---------- DATA
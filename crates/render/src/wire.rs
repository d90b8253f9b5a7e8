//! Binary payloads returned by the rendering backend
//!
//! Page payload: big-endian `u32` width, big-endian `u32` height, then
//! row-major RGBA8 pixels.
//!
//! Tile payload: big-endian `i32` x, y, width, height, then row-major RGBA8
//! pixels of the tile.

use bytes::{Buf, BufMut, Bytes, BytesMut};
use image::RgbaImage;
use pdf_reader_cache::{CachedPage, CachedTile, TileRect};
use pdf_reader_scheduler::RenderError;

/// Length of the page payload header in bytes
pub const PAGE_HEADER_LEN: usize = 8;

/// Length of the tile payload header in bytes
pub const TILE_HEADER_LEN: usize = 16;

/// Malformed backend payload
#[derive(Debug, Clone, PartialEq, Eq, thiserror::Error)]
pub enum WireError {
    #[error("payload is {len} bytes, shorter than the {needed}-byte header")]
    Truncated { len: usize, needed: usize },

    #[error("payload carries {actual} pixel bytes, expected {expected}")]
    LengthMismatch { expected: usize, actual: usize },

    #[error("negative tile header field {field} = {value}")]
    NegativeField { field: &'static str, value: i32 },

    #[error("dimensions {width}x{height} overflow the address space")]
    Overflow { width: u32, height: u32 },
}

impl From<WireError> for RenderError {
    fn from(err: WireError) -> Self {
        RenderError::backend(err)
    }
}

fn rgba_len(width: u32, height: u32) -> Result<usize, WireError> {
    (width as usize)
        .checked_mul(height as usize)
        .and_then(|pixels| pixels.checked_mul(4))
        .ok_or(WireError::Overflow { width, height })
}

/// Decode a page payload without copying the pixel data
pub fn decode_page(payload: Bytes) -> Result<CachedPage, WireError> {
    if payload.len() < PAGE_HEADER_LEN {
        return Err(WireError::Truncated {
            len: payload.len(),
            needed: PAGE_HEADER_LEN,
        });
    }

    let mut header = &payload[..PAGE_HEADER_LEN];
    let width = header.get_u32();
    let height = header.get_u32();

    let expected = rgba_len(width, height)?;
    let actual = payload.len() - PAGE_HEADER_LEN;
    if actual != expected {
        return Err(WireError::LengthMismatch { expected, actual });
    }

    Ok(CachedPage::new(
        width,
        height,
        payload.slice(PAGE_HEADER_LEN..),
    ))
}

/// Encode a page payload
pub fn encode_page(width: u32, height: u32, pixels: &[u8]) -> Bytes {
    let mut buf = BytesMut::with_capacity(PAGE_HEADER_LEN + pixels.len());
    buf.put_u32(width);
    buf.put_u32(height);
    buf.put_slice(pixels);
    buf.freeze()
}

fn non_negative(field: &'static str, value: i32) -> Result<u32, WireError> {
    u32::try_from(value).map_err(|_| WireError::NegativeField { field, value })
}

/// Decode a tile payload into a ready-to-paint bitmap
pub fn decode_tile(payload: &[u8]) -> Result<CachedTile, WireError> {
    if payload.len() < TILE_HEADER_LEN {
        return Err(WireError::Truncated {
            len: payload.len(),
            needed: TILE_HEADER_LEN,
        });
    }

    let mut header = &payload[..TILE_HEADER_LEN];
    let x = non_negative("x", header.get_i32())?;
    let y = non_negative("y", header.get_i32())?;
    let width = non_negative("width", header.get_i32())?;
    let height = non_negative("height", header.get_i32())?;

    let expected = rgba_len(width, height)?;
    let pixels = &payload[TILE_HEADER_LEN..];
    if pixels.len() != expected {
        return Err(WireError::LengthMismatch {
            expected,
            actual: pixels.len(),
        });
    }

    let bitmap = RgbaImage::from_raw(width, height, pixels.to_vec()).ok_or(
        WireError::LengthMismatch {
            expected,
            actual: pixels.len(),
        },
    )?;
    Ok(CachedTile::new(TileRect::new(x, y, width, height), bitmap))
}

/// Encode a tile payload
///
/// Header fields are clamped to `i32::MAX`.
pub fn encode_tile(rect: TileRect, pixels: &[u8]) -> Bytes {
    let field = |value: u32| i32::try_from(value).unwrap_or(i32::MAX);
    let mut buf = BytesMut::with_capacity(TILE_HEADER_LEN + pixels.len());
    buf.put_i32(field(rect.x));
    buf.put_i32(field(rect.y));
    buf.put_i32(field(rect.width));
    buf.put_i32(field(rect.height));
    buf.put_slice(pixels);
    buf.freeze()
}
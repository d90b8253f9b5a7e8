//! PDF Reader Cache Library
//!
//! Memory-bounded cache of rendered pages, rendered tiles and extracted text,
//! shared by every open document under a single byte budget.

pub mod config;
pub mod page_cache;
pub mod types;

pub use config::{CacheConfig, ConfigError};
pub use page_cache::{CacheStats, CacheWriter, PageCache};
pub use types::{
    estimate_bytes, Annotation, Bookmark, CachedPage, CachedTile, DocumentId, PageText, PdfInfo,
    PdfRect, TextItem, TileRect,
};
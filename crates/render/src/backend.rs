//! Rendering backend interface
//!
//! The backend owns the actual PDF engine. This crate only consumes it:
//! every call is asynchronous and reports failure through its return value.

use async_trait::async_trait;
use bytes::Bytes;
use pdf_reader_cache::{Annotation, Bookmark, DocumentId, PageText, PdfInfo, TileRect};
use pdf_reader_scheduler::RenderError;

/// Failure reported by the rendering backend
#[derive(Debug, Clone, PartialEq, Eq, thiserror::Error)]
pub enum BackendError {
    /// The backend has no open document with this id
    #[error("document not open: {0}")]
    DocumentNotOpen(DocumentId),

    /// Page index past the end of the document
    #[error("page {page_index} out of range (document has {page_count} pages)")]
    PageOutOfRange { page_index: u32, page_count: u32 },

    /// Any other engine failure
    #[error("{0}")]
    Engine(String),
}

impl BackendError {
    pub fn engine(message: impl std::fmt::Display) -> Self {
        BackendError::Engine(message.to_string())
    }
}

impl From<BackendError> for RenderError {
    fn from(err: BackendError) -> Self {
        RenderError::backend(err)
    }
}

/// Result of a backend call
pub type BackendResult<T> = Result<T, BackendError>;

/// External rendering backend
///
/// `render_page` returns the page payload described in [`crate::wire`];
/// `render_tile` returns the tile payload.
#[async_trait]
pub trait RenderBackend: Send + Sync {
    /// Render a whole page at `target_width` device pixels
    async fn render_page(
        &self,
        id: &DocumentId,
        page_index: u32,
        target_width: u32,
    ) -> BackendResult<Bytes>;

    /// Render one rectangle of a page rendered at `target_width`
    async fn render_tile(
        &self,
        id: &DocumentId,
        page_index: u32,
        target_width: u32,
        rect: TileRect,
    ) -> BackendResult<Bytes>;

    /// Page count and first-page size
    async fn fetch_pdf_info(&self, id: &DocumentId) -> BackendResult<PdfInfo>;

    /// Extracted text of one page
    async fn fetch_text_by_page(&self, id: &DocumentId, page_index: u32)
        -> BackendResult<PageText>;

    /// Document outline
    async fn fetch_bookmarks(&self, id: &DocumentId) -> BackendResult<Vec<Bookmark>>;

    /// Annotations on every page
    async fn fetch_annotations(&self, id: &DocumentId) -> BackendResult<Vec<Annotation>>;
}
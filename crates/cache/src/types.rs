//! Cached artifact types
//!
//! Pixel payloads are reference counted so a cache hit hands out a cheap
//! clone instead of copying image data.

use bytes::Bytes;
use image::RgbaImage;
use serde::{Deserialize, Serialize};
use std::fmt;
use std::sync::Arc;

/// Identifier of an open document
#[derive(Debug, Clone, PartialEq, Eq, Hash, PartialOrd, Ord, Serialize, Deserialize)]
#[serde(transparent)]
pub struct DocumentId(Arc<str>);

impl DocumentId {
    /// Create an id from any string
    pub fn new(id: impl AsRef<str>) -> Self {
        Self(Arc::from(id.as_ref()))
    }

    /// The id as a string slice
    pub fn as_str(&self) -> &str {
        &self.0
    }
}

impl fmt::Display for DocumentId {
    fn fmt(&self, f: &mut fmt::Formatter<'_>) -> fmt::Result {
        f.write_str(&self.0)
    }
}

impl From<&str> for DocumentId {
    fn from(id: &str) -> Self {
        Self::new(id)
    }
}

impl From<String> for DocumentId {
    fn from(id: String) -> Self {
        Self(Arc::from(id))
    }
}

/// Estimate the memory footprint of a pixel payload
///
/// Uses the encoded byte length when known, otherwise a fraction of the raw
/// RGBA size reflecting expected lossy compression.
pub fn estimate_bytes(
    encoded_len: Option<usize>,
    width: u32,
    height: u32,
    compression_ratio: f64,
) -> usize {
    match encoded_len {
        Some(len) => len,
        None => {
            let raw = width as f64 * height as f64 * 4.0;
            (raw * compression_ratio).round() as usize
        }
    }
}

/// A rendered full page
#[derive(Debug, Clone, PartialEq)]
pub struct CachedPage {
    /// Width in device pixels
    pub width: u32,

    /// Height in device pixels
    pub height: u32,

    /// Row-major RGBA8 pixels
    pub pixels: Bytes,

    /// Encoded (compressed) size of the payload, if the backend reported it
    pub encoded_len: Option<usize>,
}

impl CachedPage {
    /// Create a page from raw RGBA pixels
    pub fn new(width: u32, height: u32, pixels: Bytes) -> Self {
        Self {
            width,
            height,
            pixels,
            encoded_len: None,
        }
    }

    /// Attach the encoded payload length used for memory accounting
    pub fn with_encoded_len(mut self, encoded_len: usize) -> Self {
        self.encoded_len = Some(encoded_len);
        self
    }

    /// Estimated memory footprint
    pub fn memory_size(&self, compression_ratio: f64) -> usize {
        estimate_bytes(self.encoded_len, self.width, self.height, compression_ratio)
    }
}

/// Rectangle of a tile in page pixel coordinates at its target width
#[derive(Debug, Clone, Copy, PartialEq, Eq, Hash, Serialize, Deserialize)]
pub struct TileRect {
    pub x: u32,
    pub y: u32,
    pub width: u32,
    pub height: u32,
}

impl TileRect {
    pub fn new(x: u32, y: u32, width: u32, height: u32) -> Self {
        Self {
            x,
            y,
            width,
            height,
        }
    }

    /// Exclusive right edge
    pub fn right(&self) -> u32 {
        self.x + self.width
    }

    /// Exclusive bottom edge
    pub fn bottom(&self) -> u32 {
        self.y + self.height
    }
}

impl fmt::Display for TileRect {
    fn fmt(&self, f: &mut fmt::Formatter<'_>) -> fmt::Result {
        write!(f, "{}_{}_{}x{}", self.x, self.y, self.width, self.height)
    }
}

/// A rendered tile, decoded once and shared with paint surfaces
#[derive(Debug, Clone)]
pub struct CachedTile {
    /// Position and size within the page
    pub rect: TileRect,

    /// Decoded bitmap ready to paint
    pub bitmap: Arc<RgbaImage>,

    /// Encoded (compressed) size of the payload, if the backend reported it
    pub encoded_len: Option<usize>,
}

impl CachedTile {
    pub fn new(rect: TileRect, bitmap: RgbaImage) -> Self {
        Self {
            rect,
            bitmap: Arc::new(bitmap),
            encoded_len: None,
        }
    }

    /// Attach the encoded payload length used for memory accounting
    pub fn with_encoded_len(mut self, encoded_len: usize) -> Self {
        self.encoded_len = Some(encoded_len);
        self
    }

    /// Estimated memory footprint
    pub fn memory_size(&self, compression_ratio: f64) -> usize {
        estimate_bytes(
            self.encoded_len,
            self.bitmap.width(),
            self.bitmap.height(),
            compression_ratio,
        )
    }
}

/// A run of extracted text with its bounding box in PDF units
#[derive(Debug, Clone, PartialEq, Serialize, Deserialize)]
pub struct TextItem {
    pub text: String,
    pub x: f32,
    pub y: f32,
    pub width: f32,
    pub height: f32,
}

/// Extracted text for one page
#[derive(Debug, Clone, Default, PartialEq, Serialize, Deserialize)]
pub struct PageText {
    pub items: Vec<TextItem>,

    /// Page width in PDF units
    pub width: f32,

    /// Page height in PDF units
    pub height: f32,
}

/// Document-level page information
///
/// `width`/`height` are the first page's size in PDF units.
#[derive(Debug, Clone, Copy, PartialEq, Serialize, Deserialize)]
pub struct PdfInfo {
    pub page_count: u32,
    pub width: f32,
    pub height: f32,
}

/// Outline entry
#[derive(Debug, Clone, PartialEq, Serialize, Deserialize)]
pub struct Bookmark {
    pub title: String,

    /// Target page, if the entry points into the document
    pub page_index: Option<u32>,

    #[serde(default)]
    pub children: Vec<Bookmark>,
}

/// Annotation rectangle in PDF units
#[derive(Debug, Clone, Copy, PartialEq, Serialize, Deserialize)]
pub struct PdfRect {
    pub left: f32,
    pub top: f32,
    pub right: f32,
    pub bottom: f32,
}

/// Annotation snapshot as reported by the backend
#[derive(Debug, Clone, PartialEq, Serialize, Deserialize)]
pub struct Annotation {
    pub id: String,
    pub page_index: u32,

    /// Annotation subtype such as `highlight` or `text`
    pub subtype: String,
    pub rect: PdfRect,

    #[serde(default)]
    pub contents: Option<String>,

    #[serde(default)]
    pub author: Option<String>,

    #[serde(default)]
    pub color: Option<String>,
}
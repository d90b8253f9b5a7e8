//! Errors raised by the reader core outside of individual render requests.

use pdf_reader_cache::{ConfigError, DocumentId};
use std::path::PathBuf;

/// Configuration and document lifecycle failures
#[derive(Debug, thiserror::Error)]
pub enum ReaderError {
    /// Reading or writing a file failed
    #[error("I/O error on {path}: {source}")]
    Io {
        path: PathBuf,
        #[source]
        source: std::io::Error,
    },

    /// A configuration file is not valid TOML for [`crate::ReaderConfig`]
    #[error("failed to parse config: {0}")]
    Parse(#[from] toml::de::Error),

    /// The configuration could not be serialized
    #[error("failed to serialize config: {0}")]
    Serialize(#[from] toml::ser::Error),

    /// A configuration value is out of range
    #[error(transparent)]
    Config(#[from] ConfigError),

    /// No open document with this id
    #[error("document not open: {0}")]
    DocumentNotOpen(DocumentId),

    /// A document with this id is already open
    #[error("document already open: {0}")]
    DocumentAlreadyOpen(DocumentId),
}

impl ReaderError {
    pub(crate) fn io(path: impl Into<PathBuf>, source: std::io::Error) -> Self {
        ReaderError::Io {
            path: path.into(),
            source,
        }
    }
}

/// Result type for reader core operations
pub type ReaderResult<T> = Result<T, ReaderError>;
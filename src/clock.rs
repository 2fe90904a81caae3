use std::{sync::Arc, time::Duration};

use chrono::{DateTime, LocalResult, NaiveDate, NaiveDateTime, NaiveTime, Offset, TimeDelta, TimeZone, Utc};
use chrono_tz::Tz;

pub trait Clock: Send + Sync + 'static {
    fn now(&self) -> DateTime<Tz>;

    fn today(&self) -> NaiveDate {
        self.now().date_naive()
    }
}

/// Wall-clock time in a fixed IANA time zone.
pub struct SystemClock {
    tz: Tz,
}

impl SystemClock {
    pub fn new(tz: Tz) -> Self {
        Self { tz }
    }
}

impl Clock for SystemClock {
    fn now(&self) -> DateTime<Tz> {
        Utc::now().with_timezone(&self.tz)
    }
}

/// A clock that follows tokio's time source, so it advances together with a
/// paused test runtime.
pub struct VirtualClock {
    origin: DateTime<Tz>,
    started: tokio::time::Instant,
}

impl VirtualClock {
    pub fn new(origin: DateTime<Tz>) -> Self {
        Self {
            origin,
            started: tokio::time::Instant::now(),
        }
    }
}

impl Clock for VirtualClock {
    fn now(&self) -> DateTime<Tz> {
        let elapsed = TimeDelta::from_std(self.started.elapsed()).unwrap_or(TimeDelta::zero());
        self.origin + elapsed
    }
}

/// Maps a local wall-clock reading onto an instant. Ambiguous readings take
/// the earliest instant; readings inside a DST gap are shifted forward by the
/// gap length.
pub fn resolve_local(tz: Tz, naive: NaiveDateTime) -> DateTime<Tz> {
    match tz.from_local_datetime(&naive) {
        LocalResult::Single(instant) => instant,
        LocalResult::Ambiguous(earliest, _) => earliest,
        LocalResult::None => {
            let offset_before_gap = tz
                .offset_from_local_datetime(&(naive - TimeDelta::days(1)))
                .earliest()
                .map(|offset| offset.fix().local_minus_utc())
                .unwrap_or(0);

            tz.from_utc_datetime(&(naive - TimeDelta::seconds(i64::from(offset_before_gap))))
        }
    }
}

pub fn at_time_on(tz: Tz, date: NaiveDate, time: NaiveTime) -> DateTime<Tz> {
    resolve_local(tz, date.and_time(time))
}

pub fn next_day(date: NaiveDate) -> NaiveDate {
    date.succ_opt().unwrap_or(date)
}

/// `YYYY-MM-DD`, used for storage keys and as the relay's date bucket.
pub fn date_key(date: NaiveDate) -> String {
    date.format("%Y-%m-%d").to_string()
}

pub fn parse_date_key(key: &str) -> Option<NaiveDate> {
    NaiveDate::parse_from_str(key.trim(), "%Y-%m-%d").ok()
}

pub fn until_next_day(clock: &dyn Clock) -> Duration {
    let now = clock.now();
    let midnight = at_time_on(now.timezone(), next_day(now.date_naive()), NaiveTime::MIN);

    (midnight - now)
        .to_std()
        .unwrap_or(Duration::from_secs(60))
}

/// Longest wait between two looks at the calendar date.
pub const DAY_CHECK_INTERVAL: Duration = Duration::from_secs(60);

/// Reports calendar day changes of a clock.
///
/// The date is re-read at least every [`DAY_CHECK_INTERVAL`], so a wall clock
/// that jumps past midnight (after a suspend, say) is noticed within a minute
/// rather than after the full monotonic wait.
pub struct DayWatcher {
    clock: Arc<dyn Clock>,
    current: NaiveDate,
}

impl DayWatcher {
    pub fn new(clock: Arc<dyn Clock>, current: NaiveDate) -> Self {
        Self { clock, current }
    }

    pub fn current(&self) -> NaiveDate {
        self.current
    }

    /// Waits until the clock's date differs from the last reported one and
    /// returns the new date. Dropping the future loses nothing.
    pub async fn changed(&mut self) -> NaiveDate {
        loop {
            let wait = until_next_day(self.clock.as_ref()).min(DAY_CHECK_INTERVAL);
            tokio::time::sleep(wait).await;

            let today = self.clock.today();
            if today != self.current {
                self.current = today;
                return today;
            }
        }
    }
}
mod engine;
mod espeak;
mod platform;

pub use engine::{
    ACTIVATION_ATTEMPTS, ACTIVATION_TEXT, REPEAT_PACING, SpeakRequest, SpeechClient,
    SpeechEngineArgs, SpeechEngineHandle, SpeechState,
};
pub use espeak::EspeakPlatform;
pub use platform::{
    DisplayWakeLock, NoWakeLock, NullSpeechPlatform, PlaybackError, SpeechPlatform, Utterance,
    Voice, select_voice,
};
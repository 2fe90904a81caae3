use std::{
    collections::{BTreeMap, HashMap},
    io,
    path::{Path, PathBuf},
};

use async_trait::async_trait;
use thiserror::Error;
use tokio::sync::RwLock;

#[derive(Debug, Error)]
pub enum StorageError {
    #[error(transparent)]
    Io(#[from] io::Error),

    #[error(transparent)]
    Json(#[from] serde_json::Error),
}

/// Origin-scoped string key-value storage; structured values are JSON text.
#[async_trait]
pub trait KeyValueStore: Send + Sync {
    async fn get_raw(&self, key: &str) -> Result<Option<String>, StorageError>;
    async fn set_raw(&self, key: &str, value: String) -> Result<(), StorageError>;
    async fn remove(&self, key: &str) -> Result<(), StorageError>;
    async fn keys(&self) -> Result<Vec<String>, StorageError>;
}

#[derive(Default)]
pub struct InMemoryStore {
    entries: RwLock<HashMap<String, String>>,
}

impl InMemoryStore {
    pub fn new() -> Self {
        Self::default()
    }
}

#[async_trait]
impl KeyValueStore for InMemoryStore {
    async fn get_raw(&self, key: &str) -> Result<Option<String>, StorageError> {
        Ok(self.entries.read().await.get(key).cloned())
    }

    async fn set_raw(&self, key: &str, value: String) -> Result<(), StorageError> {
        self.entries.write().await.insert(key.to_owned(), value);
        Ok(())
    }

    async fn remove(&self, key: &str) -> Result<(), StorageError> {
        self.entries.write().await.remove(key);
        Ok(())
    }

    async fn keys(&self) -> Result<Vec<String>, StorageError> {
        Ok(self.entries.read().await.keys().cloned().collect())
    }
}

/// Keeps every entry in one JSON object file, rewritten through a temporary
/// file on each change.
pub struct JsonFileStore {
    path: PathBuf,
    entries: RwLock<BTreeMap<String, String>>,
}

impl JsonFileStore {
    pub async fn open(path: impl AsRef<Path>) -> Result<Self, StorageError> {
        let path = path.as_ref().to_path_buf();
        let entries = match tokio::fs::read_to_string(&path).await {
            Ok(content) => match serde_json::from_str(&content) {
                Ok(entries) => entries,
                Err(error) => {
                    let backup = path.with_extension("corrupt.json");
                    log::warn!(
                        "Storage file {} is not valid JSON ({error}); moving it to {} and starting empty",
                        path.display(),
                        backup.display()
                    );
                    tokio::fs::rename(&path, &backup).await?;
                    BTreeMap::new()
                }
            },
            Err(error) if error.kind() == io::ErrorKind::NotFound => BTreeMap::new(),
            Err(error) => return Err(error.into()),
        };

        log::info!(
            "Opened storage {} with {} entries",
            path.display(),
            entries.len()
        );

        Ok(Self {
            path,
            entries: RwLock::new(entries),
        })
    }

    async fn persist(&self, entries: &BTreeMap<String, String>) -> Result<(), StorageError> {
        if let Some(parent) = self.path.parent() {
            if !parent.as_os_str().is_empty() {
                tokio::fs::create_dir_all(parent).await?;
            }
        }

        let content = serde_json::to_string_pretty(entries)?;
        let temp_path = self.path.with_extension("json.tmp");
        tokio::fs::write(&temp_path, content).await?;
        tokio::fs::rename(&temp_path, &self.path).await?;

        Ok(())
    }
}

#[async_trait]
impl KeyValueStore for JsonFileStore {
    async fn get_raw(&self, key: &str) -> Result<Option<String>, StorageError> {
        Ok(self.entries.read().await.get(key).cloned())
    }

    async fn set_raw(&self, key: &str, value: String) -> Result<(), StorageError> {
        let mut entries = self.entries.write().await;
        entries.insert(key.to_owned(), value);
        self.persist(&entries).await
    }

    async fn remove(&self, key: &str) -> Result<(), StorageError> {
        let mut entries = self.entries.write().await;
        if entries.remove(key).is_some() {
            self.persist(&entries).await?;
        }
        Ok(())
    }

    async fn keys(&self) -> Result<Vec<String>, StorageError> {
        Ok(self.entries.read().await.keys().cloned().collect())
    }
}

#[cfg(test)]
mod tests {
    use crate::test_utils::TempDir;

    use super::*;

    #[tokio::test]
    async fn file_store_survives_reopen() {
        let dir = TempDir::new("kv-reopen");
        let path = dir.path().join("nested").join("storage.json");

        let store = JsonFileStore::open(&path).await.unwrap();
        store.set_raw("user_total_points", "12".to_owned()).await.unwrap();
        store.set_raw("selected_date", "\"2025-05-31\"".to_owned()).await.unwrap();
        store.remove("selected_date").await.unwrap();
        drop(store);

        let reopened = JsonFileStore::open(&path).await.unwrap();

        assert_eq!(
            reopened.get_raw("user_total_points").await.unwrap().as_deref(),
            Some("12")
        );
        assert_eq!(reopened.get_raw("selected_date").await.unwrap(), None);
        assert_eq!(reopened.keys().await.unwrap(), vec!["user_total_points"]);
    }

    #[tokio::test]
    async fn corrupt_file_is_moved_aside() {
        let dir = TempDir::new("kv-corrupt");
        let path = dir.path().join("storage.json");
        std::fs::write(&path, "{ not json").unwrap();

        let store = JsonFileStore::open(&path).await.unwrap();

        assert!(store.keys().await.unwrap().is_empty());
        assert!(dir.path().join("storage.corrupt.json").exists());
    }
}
--------------------
EXERCISE AIM: The lines to copy are those in the listing that contain the word "subtype".

RESPONSE:
    /// Annotation subtype such as `highlight` or `text`
    pub subtype: String,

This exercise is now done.